For those without a job, or taking a long vacation, time is the most valuable resource you can have. And this is an opportunity to renew.
Here are some tips that I learned over the years, and I`m starting to re-use them by writing this. If you end up here, I hope this may be useful or inspiring.

Take some time off the market

Don´t rush into the next job. Take your time, learn the lesson. Evolve.

When stress dissipates is simpler to see things clearly, the valuable lessons, and the mistakes you made to avoid in the future. Time helps us not only refining our ideal frame of mind but also clarify the next choices. Take it easy and enjoy the new opportunity to re-think life and your career the way you want to live them.
Of course, not everyone can do this. But if you have some savings…do it.

Prioritize restoring balance: Mind health

Retiring or leaving a job is never an easy choice. Is a stressful situation, even if you leave with good taste, leaving behind great projects, good teammates and good references. Sometimes is just all about expectations, and your life.

  • Embrace insecurity and fears.
    It´s natural to feel that way. It comes from the feeling of an uncertain future. Just breathe, clear your mind first, draw up a plan and take decisions. It's normal to take a while to dissipate. Get used to it and don´t let it overwhelm you. Start slowly, and keep moving. Be gentle with yourself.
  • Meditate: Take long walks and find new hobbies
    Sometimes the best way to find inspiration and motivation is to add some salt to your daily routines. Now you have all the time in the world.

Level up skills. Keep grinding. Never stop.

For years, I programmed for no company. Sometimes, even at nights, moving around the house mumbling about a feature I was stuck in, just because I love to create new things. Critics will say ‘Well, that´s not technically a job’. Turn off that voices, and keep up the focus mentality.
This is your job now, even if you are not getting paid yet. Consider it as a mid-term or long-term investment, and you are responsible for all the decisions. So make good use of your time.

Create Personal branding: Let your work talk for you.

Seriously. Don't beg for work. Create a product. Publish in GitLab, write articles, be proactive. Design your own path. And be regular.
In the XXI LinkedIn profiles, don't often talk about you, the way you think, or the quality of your code. They normally just reflect where you worked and for how long, and that isn´t much. Even sometimes… well, let´s be gentle and say profiles are not 100% accurate, so…

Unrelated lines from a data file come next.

impl Bridge {
    pub fn new(
        processor: Arc<dyn PaymentProcessor>,
        host: Arc<dyn HostChannel>,
        auth: Arc<dyn AuthenticationContext>,
        config: BridgeConfig,
    ) -> Self {
        let broker = KeyBroker::new(host).with_timeout(config.key_request_timeout);

        Self {
            factory: PaymentMethodFactory::new(processor.clone()),
            confirmation: ConfirmationEngine::new(
                processor.clone(),
                auth,
                config.max_authentication_rounds,
            ),
            broker: Arc::new(broker),
            processor,
            publishable_key: RwLock::new(None),
            session: RwLock::new(None),
            config,
        }
    }

    pub fn config(&self) -> &BridgeConfig {
        &self.config
    }

    pub fn key_broker(&self) -> &Arc<KeyBroker> {
        &self.broker
    }

    /// Set (or replace) the merchant's publishable key
    pub fn init(&self, publishable_key: PublishableKey) {
        info!(
            publishable_key = %publishable_key.redacted(),
            livemode = publishable_key.is_live(),
            processor = self.processor.name(),
            "Bridge initialized"
        );
        *self
            .publishable_key
            .write()
            .unwrap_or_else(PoisonError::into_inner) = Some(publishable_key);
    }

    pub fn publishable_key(&self) -> Result<PublishableKey> {
        self.publishable_key
            .read()
            .unwrap_or_else(PoisonError::into_inner)
            .clone()
            .ok_or(BridgeError::NotInitialized)
    }

    /// Start a session bound to the shared key broker, replacing any current one
    pub fn init_customer_session(&self) -> SessionId {
        let session = Arc::new(CustomerSession::new(
            self.broker.clone(),
            self.processor.clone(),
            &self.config,
        ));
        let id = session.id();
        let session_started = session.created_at();

        let replaced = self
            .session
            .write()
            .unwrap_or_else(PoisonError::into_inner)
            .replace(session);

        if let Some(previous) = replaced {
            debug!(session_id = %previous.id(), "Replacing customer session");
        }
        info!(session_id = %id, created_at = %session_started, "Customer session started");
        id
    }

    /// Release the current session and its caches.
    ///
    /// Returns whether a session was active.
    pub fn end_customer_session(&self) -> bool {
        let ended = self
            .session
            .write()
            .unwrap_or_else(PoisonError::into_inner)
            .take();

        match ended {
            Some(session) => {
                session.clear_cache();
                info!(session_id = %session.id(), "Customer session ended");
                true
            }
            None => {
                debug!("No customer session to end");
                false
            }
        }
    }

    /// Current session; operations in flight keep the session they started with
    pub fn session(&self) -> Result<Arc<CustomerSession>> {
        self.publishable_key()?;
        self.session
            .read()
            .unwrap_or_else(PoisonError::into_inner)
            .clone()
            .ok_or(BridgeError::NoSession)
    }

    pub fn on_key_update(&self, request_id: Option<KeyRequestId>, key: KeyJson) -> bool {
        self.broker.on_key_update(request_id, key)
    }

    pub fn on_key_update_failure(
        &self,
        request_id: Option<KeyRequestId>,
        code: i64,
        message: impl Into<String>,
    ) -> bool {
        self.broker.on_key_update_failure(request_id, code, message)
    }

    pub async fn retrieve_current_customer(&self) -> Result<CustomerRecord> {
        self.session()?.retrieve_customer().await
    }

    pub async fn update_current_customer(
        &self,
        shipping: &ShippingAddress,
    ) -> Result<CustomerRecord> {
        self.session()?.update_customer(shipping).await
    }

    pub async fn get_payment_methods(
        &self,
        kind: PaymentMethodKind,
    ) -> Result<Vec<PaymentMethodRecord>> {
        self.session()?.list_payment_methods(kind).await
    }

    pub async fn attach_payment_method(&self, id: &str) -> Result<PaymentMethodRecord> {
        self.session()?.attach_payment_method(id).await
    }

    pub async fn detach_payment_method(&self, id: &str) -> Result<PaymentMethodRecord> {
        self.session()?.detach_payment_method(id).await
    }

    /// Tokenize a card; needs the publishable key but no session
    pub async fn create_payment_method_card(
        &self,
        params: &PaymentMethodParams,
    ) -> Result<PaymentMethodRecord> {
        let publishable_key = self.publishable_key()?;
        self.factory.create_card(&publishable_key, params).await
    }

    pub async fn authenticate_payment(
        &self,
        client_secret: &ClientSecret,
    ) -> Result<ConfirmationOutcome> {
        let publishable_key = self.publishable_key()?;
        self.confirmation
            .authenticate_payment(&publishable_key, client_secret)
            .await
    }

    /// Handle one host method call and produce its single response
    pub async fn handle(&self, call: MethodCall) -> MethodResponse {
        match self.begin(&call) {
            Begun::Answered(response) => response,
            Begun::Pending(name, step) => self.complete(name, step).await,
        }
    }

    /// Handle calls until the host drops its sender.
    ///
    /// Calls are begun in arrival order: state changes apply before the next
    /// call is read, and processor operations capture the publishable key and
    /// session current at arrival. Only the processor round trip runs on its
    /// own task, so key replies can arrive while session operations wait.
    pub async fn serve(self: Arc<Self>, mut calls: mpsc::Receiver<Envelope>) {
        info!("Bridge serving host calls");

        while let Some(Envelope { call, reply }) = calls.recv().await {
            match self.begin(&call) {
                Begun::Answered(response) => respond(&call.method, reply, response),
                Begun::Pending(name, step) => {
                    let bridge = self.clone();
                    let method = call.method;
                    tokio::spawn(async move {
                        let response = bridge.complete(name, step).await;
                        respond(&method, reply, response);
                    });
                }
            }
        }

        info!("Host channel closed, bridge stopped");
    }

    fn begin(&self, call: &MethodCall) -> Begun {
        let Some(name) = CommandName::from_method(&call.method) else {
            warn!(method = %call.method, "Method not implemented");
            return Begun::Answered(MethodResponse::NotImplemented);
        };

        match Command::parse(name, call).and_then(|command| self.apply(command)) {
            Ok(Step::Done) => Begun::Answered(MethodResponse::ok()),
            Ok(step) => Begun::Pending(name, step),
            Err(e) => Begun::Answered(failure_response(name, &e)),
        }
    }

    fn apply(&self, command: Command) -> Result<Step> {
        debug!(command = %command.name(), "Handling command");

        let step = match command {
            Command::Init { publishable_key } => {
                self.init(publishable_key);
                Step::Done
            }
            Command::InitCustomerSession => {
                self.init_customer_session();
                Step::Done
            }
            Command::OnKeyUpdate { request_id, key } => {
                self.on_key_update(request_id, key);
                Step::Done
            }
            Command::OnKeyUpdateFailure {
                request_id,
                code,
                message,
            } => {
                self.on_key_update_failure(request_id, code, message);
                Step::Done
            }
            Command::EndCustomerSession => {
                self.end_customer_session();
                Step::Done
            }
            Command::RetrieveCurrentCustomer => Step::Session(self.session()?, SessionOp::Retrieve),
            Command::UpdateCurrentCustomer { shipping } => {
                Step::Session(self.session()?, SessionOp::Update(shipping))
            }
            Command::GetPaymentMethods { kind } => {
                Step::Session(self.session()?, SessionOp::List(kind))
            }
            Command::AttachPaymentMethod { id } => {
                Step::Session(self.session()?, SessionOp::Attach(id))
            }
            Command::DetachPaymentMethod { id } => {
                Step::Session(self.session()?, SessionOp::Detach(id))
            }
            Command::CreatePaymentMethodCard { params } => {
                Step::CreateCard(self.publishable_key()?, params)
            }
            Command::AuthenticatePayment { client_secret } => {
                Step::Authenticate(self.publishable_key()?, client_secret)
            }
        };
        Ok(step)
    }

    async fn complete(&self, name: CommandName, step: Step) -> MethodResponse {
        match self.run(step).await {
            Ok(None) => MethodResponse::ok(),
            Ok(Some(payload)) => MethodResponse::payload(payload),
            Err(e) => failure_response(name, &e),
        }
    }

    async fn run(&self, step: Step) -> Result<Option<Value>> {
        match step {
            Step::Done => Ok(None),
            Step::Session(session, op) => match op {
                SessionOp::Retrieve => {
                    let customer = session.retrieve_customer().await?;
                    Ok(Some(Value::Object(customer)))
                }
                SessionOp::Update(shipping) => {
                    session.update_customer(&shipping).await?;
                    Ok(None)
                }
                SessionOp::List(kind) => {
                    let methods = session.list_payment_methods(kind).await?;
                    Ok(Some(Value::Array(
                        methods.into_iter().map(Value::Object).collect(),
                    )))
                }
                SessionOp::Attach(id) => {
                    session.attach_payment_method(&id).await?;
                    Ok(None)
                }
                SessionOp::Detach(id) => {
                    session.detach_payment_method(&id).await?;
                    Ok(None)
                }
            },
            Step::CreateCard(publishable_key, params) => {
                let record = self.factory.create_card(&publishable_key, &params).await?;
                Ok(Some(Value::Object(record)))
            }
            Step::Authenticate(publishable_key, client_secret) => {
                let outcome = self
                    .confirmation
                    .authenticate_payment(&publishable_key, &client_secret)
                    .await?;
                match outcome {
                    ConfirmationOutcome::Succeeded => Ok(None),
                    outcome => Err(BridgeError::Processor(format!(
                        "payment intent {} ended {outcome:?}",
                        client_secret.intent_id()
                    ))),
                }
            }
        }
    }
}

Let your public work and not your CV be your business card.

I`m a developer and also a psychologist, so let me try to explain this from 2 standpoints: the HM and the tech profiles. They look for different things to take decisions outside the interview phase.

HM and talent recruiters: Courses, articles & demos

Articles.

Talk about tech or yourself. If you are honest in your lines, a good HM can retrieve valuable info. Hints to help them decide if you could fit in a certain team or not. And please, be honest! If you are the square peg in the round hole or the misfit, so be it! Don´t be a fake. There is a place for everyone, somewhere. By doing this, you tell them that you have the soft-skill to communicate, what are your interests, expectations, and concerns.

Courses

You don´t have to empty your wallet. There are a lot of interesting and cheap courses on Udemy or codely.tv. Organize your day to start one and keep grinding on a daily basis until you get the knowledge you want to achieve. And share your degrees! By doing so you are proving that you are proactive, and passionate about the things you are doing, even when no one is watching.

Team Leads & tech seniors: Updated Github/Gitlab & tech articles.

When a CV ends in the hands of a team lead, a good lead may probably want to inspect your code. If they see something they like, they will probably want to know you and make an offer. So make valuable code. Keep it clean and well documented. Show evolution. But unless you publish it, no one can see it. So keep it updated and share it.

Make a project, publish demos

I bet that during your career, some ideas came to your mind that never got the time to be developed. Forget the to-do apps. Cmon. You can do better now. Prove it. And have fun with it.
Publish interactive demos. Github pages & Heroku are totally free.

Writing tech articles

Also, another benefit of writing tech articles is that may help people to solve a problem they are stuck in. You can´t always be right, but by sharing your research and learning, you are not only helping yourself but providing value to a community. And that´s huge. I got a rush anytime I find an article I wrote a while ago that was helpful for someone.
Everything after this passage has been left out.